С белой материей, чудеса происходят. Ну, кто знал, что шея так пачкается. Раньше и не думал об этом, а теперь, даже если с мылом её моешь каждый день, воротник все равно становится грязный. Поэтому белую тряпочку использовать получится, перевернув её, не более двух раз. Где взять столько белых тряпок? На первый раз выдали сержанты, показали, как правильно пришивать надо, и хватит. Говорят: « Где хотите там и берите». А если «подворотничёк» на утреннем осмотре будет не то чтобы грязный, а не свежий – то мало не покажется, накажут не только тебя, но всё отделение. Так я стал писать домой, чтобы бандероль присылали с подшивочным материалом, и стельки для сапог, кстати, тоже просил. Со стельками ноги в сапогах меньше болтались. А пока – где брать? Что из белого материала? Правильно – простыни! Они стали уменьшаться в размерах. Даже, если ты свою жалеешь, то кто-нибудь у тебя оторвёт кусочек всё равно. Ведь в спальнях, когда весь личный состав на зарядке, дежурные моют помещение, наводят порядок. Да и в течение дня дневальные заходят туда. Поэтому никак нельзя было уследить, кто именно рвёт простыни.

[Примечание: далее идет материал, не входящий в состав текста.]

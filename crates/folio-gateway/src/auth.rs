//! Admin authentication: a single shared secret in `X-Admin-Key`.

use axum::http::HeaderMap;
use hmac::{Hmac, Mac};
use sha2::{Digest, Sha256};

use crate::app::AppState;
use crate::error::{ApiError, ErrCtx};

pub const ADMIN_KEY_HEADER: &str = "x-admin-key";

type HmacSha256 = Hmac<Sha256>;

/// Verify the admin shared secret. The comparison runs over fixed-length
/// digests, so timing does not leak the match prefix or the key length.
pub fn require_admin(state: &AppState, headers: &HeaderMap, ctx: &ErrCtx) -> Result<(), ApiError> {
    let provided = headers
        .get(ADMIN_KEY_HEADER)
        .and_then(|v| v.to_str().ok())
        .unwrap_or("");

    if constant_time_eq(provided, &state.config.admin.api_key) {
        Ok(())
    } else {
        Err(ApiError::unauthorized(ctx))
    }
}

fn constant_time_eq(a: &str, b: &str) -> bool {
    Sha256::digest(a.as_bytes()) == Sha256::digest(b.as_bytes())
}

/// Salted hash of the client address. Used for rate limiting and session
/// lookup only; raw addresses are never persisted.
pub fn hash_client_ip(salt: &str, ip: &str) -> String {
    let mut mac =
        HmacSha256::new_from_slice(salt.as_bytes()).expect("hmac accepts any key length");
    mac.update(ip.as_bytes());
    hex::encode(mac.finalize().into_bytes())
}

#[cfg(test)]
mod tests {
    use super::*;

    #[test]
    fn digest_comparison_matches_exact_key_only() {
        assert!(constant_time_eq("secret", "secret"));
        assert!(!constant_time_eq("secret", "secret2"));
        assert!(!constant_time_eq("", "secret"));
    }

    #[test]
    fn ip_hash_is_stable_and_salted() {
        let a = hash_client_ip("salt-1", "203.0.113.7");
        let b = hash_client_ip("salt-1", "203.0.113.7");
        let c = hash_client_ip("salt-2", "203.0.113.7");
        assert_eq!(a, b);
        assert_ne!(a, c);
        assert_eq!(a.len(), 64);
    }
}
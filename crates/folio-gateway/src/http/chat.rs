//! Public chat endpoint — POST /api/v1/chat.
//!
//! The route layer derives the salted address hash and hands the rest to the
//! orchestrator; rate limiting, session resolution, PII handling, and the
//! tool loop all live there.

use std::convert::Infallible;
use std::net::SocketAddr;
use std::sync::Arc;

use axum::extract::{ConnectInfo, FromRequestParts, State};
use axum::http::request::Parts;
use axum::http::HeaderMap;
use axum::{Extension, Json};
use folio_chat::{ChatReply, ChatRequest};
use serde::Deserialize;

use crate::app::{err_ctx, AppState};
use crate::auth::hash_client_ip;
use crate::error::{map_chat_error, ApiError};
use crate::request_id::RequestId;

/// Fields default to empty so absence surfaces as a 400 from the
/// orchestrator's validation rather than a deserialization rejection.
#[derive(Deserialize)]
#[serde(rename_all = "camelCase")]
pub struct ChatBody {
    #[serde(default)]
    pub message: String,
    #[serde(default)]
    pub visitor_id: String,
}

/// Wraps `Option<ConnectInfo<SocketAddr>>` as an extractor: axum 0.8 dropped
/// the blanket `FromRequestParts` impl for `Option<T>`, so this reproduces
/// the old "present when served via `into_make_service_with_connect_info`,
/// absent otherwise (e.g. in tests using `oneshot`)" behavior explicitly.
pub(crate) struct MaybeConnectInfo(Option<ConnectInfo<SocketAddr>>);

impl<S> FromRequestParts<S> for MaybeConnectInfo
where
    S: Send + Sync,
{
    type Rejection = Infallible;

    async fn from_request_parts(parts: &mut Parts, _state: &S) -> Result<Self, Self::Rejection> {
        Ok(Self(parts.extensions.get::<ConnectInfo<SocketAddr>>().copied()))
    }
}

pub async fn chat_handler(
    State(state): State<Arc<AppState>>,
    Extension(request_id): Extension<RequestId>,
    MaybeConnectInfo(connect_info): MaybeConnectInfo,
    headers: HeaderMap,
    Json(body): Json<ChatBody>,
) -> Result<Json<ChatReply>, ApiError> {
    let ctx = err_ctx(&state, &request_id);

    let ip = client_ip(&headers, connect_info);
    let ip_hash = hash_client_ip(&state.config.server.ip_salt, &ip);
    let user_agent = headers
        .get("user-agent")
        .and_then(|v| v.to_str().ok())
        .map(String::from);

    let reply = state
        .chat
        .send_message(ChatRequest {
            visitor_id: body.visitor_id,
            ip_hash,
            user_agent,
            message: body.message,
        })
        .await
        .map_err(|e| map_chat_error(e, &ctx))?;

    Ok(Json(reply))
}

/// Client address for rate limiting: first `X-Forwarded-For` hop when a
/// proxy sits in front, otherwise the socket peer.
fn client_ip(headers: &HeaderMap, connect_info: Option<ConnectInfo<SocketAddr>>) -> String {
    if let Some(forwarded) = headers
        .get("x-forwarded-for")
        .and_then(|v| v.to_str().ok())
        .and_then(|v| v.split(',').next())
        .map(str::trim)
        .filter(|v| !v.is_empty())
    {
        return forwarded.to_string();
    }
    connect_info
        .map(|ConnectInfo(addr)| addr.ip().to_string())
        .unwrap_or_else(|| "unknown".to_string())
}
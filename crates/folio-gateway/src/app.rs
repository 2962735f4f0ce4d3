use std::sync::Arc;

use axum::http::HeaderValue;
use axum::routing::{get, post, put};
use axum::{middleware, Router};
use folio_chat::{ChatOrchestrator, ChatStore};
use folio_content::ContentRepository;
use folio_core::cache::{Cache, MemoryCache};
use folio_core::config::{Environment, FolioConfig};
use folio_core::events::EventBus;
use folio_limiter::RateLimiter;
use folio_llm::{CircuitBreaker, CircuitBreakerConfig, LlmProvider, OpenAiClient};
use rusqlite::Connection;
use tower_http::cors::{Any, CorsLayer};
use tower_http::trace::TraceLayer;

use crate::error::ErrCtx;
use crate::request_id::RequestId;

/// Central shared state — passed as Arc<AppState> to all handlers.
pub struct AppState {
    pub config: FolioConfig,
    pub repo: Arc<ContentRepository>,
    pub chat: ChatOrchestrator,
    pub cache: Arc<dyn Cache>,
    pub events: Arc<EventBus>,
}

impl AppState {
    /// Wire every subsystem from config: SQLite connections, cache, limiter,
    /// LLM client behind its breaker, and the chat orchestrator.
    pub fn from_config(config: FolioConfig) -> anyhow::Result<Arc<Self>> {
        let events = Arc::new(EventBus::new());
        let cache: Arc<dyn Cache> = Arc::new(MemoryCache::new());

        let repo = Arc::new(ContentRepository::new(
            open_db(&config.database.path)?,
            events.clone(),
        ));
        let store = {
            let conn = open_db(&config.database.path)?;
            folio_chat::db::init_db(&conn)?;
            ChatStore::new(conn)
        };

        let provider: Arc<dyn LlmProvider> = Arc::new(OpenAiClient::from_config(&config.llm)?);
        let breaker = Arc::new(CircuitBreaker::new(
            config.llm.provider.clone(),
            CircuitBreakerConfig::default(),
            events.clone(),
        ));
        let limiter = RateLimiter::new(cache.clone(), &config.limiter);
        let tools = folio_tools::content_tools::chat_registry(repo.clone());

        let chat = ChatOrchestrator::new(
            store,
            limiter,
            provider,
            breaker,
            tools,
            events.clone(),
            config.chat.clone(),
            config.llm.clone(),
        );

        Ok(Arc::new(Self {
            config,
            repo,
            chat,
            cache,
            events,
        }))
    }
}

/// Open (and initialise) the SQLite database at `path`.
pub fn open_db(path: &str) -> anyhow::Result<Connection> {
    if let Some(parent) = std::path::Path::new(path).parent() {
        if !parent.as_os_str().is_empty() {
            std::fs::create_dir_all(parent)?;
        }
    }
    let conn = Connection::open(path)?;
    conn.execute_batch(
        "PRAGMA journal_mode=WAL; PRAGMA foreign_keys=ON; PRAGMA busy_timeout=3000;",
    )?;
    folio_content::db::init_db(&conn)?;
    Ok(conn)
}

/// Per-handler error context from the request id and environment.
pub fn err_ctx(state: &AppState, request_id: &RequestId) -> ErrCtx {
    ErrCtx {
        request_id: request_id.0.clone(),
        production: state.config.server.env == Environment::Production,
    }
}

/// Assemble the full router: public content, chat, admin, health, and the
/// mounted MCP transport.
pub fn build_router(state: Arc<AppState>, mcp: Router) -> Router {
    let cors = cors_layer(&state.config);

    Router::new()
        .route("/api/v1/content", get(crate::http::content::list_published))
        .route("/api/v1/content/bundle", get(crate::http::content::bundle))
        .route(
            "/api/v1/content/{type}/{slug}",
            get(crate::http::content::get_by_slug),
        )
        .route("/api/v1/chat", post(crate::http::chat::chat_handler))
        .route(
            "/api/v1/admin/content",
            get(crate::http::admin::list_content).post(crate::http::admin::create_content),
        )
        .route(
            "/api/v1/admin/content/{id}",
            put(crate::http::admin::update_content).delete(crate::http::admin::delete_content),
        )
        .route(
            "/api/v1/admin/content/{id}/history",
            get(crate::http::admin::get_history),
        )
        .route(
            "/api/v1/admin/content/{id}/restore",
            post(crate::http::admin::restore_version),
        )
        .route("/api/health", get(crate::http::health::health))
        .route("/api/health/live", get(crate::http::health::live))
        .route("/ready", get(crate::http::health::ready))
        .with_state(state)
        .nest("/mcp", mcp)
        .layer(middleware::from_fn(crate::request_id::request_id_middleware))
        .layer(TraceLayer::new_for_http())
        .layer(cors)
}

fn cors_layer(config: &FolioConfig) -> CorsLayer {
    let origins: Vec<HeaderValue> = config
        .server
        .cors_origin_list()
        .iter()
        .filter_map(|o| o.parse().ok())
        .collect();
    if origins.is_empty() {
        CorsLayer::new()
    } else {
        CorsLayer::new()
            .allow_origin(origins)
            .allow_methods(Any)
            .allow_headers(Any)
    }
}
//! Request-id propagation: every response carries `X-Request-Id`, generated
//! unless the caller supplied one.

use axum::extract::Request;
use axum::http::HeaderValue;
use axum::middleware::Next;
use axum::response::Response;
use uuid::Uuid;

pub const REQUEST_ID_HEADER: &str = "x-request-id";

/// The request id, available to handlers through `Extension<RequestId>`.
#[derive(Debug, Clone)]
pub struct RequestId(pub String);

pub async fn request_id_middleware(mut req: Request, next: Next) -> Response {
    let id = req
        .headers()
        .get(REQUEST_ID_HEADER)
        .and_then(|v| v.to_str().ok())
        .filter(|v| !v.is_empty())
        .map(String::from)
        .unwrap_or_else(|| Uuid::new_v4().to_string());

    req.extensions_mut().insert(RequestId(id.clone()));
    let mut response = next.run(req).await;

    if let Ok(value) = HeaderValue::from_str(&id) {
        response.headers_mut().insert(REQUEST_ID_HEADER, value);
    }
    response
}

Но сейчас бежим строиться в две шеренги. В коридоре как раз вся рота помещается. Четыре взвода. Во взводе 3 отделения.
«Носочки выровняли»! – орёт старшина, проходя со списком личного состава.
Почему поверка, а не проверка? Никто толком не знает, но в армии лишние вопросы не задают. Старшина – старший сержант Филимонов. Круглолицый, среднего роста мужик. Именно мужик. По возрасту не больше, чем на 5 лет старше меня, но он уже взрослый какой-то. Потом только стало ясно, что это так выглядело в сравнении с нами – духами. У всех сержантов форма была ушита, сапоги с набитыми каблуками, волосы уже не «налысо» сбриты. Короче подтянутые были вояки.
–Рота! Ранясь, смирно, вольно – грохочет команда. Слово «равняйсь» нужно кричать без звука «В». Тогда звучнее получается. Филимонов начинает зачитывать.
–Курсант Абросимов
–Я.
–Курсант Варичев
–Я.
Сзади меня Огарков пытается острить по поводу фамилий, смешно их коверкая. Морозкин поддерживает его, тихо хихикают.
–Курсант Огарков.
Тишина. Я- то слышал, а Огарков прозевал.
–Курсант Огарков.
–Я – Заорали у меня за спиной.
–Ты что, родной, оглох? Тебе что «киль намять», чтобы слух прорезался? Сержант Кочетков разберитесь с бойцами.
–Курсант Митин
–Я – отвечаю громко. Я всё расслышал вовремя. ХА-ХА.
Теперь скорее бы: « Рота отбой». Эта одна из любимых для всех команд. Пока сержанты медленно идут в спальню, нужно быстро раздеться, очень аккуратно сложить обмундирование и прыгнуть в кровать под байковое одеяло. У курсанта вообще небогатое хозяйство. Как говорится: «Всё свое ношу с собой». Вот табурет у спинки кровати. На него гимнастёрку и галифе складывают. Возле него сапоги с портянками, обмотанными вокруг голенища. Еще прикроватная тумбочка. В ней туалетные принадлежности. Подшивочный белый материал можно хранить ещё в ней. Это практически всё. Командир моего 1-го отделения – сержант Кочетков, он же и заместитель командира взвода т.е. «замок». Еще сержант Бочкарёв и сержант Чудаков. Вот мои три начальника. Они тоже с нами в кубрике спят.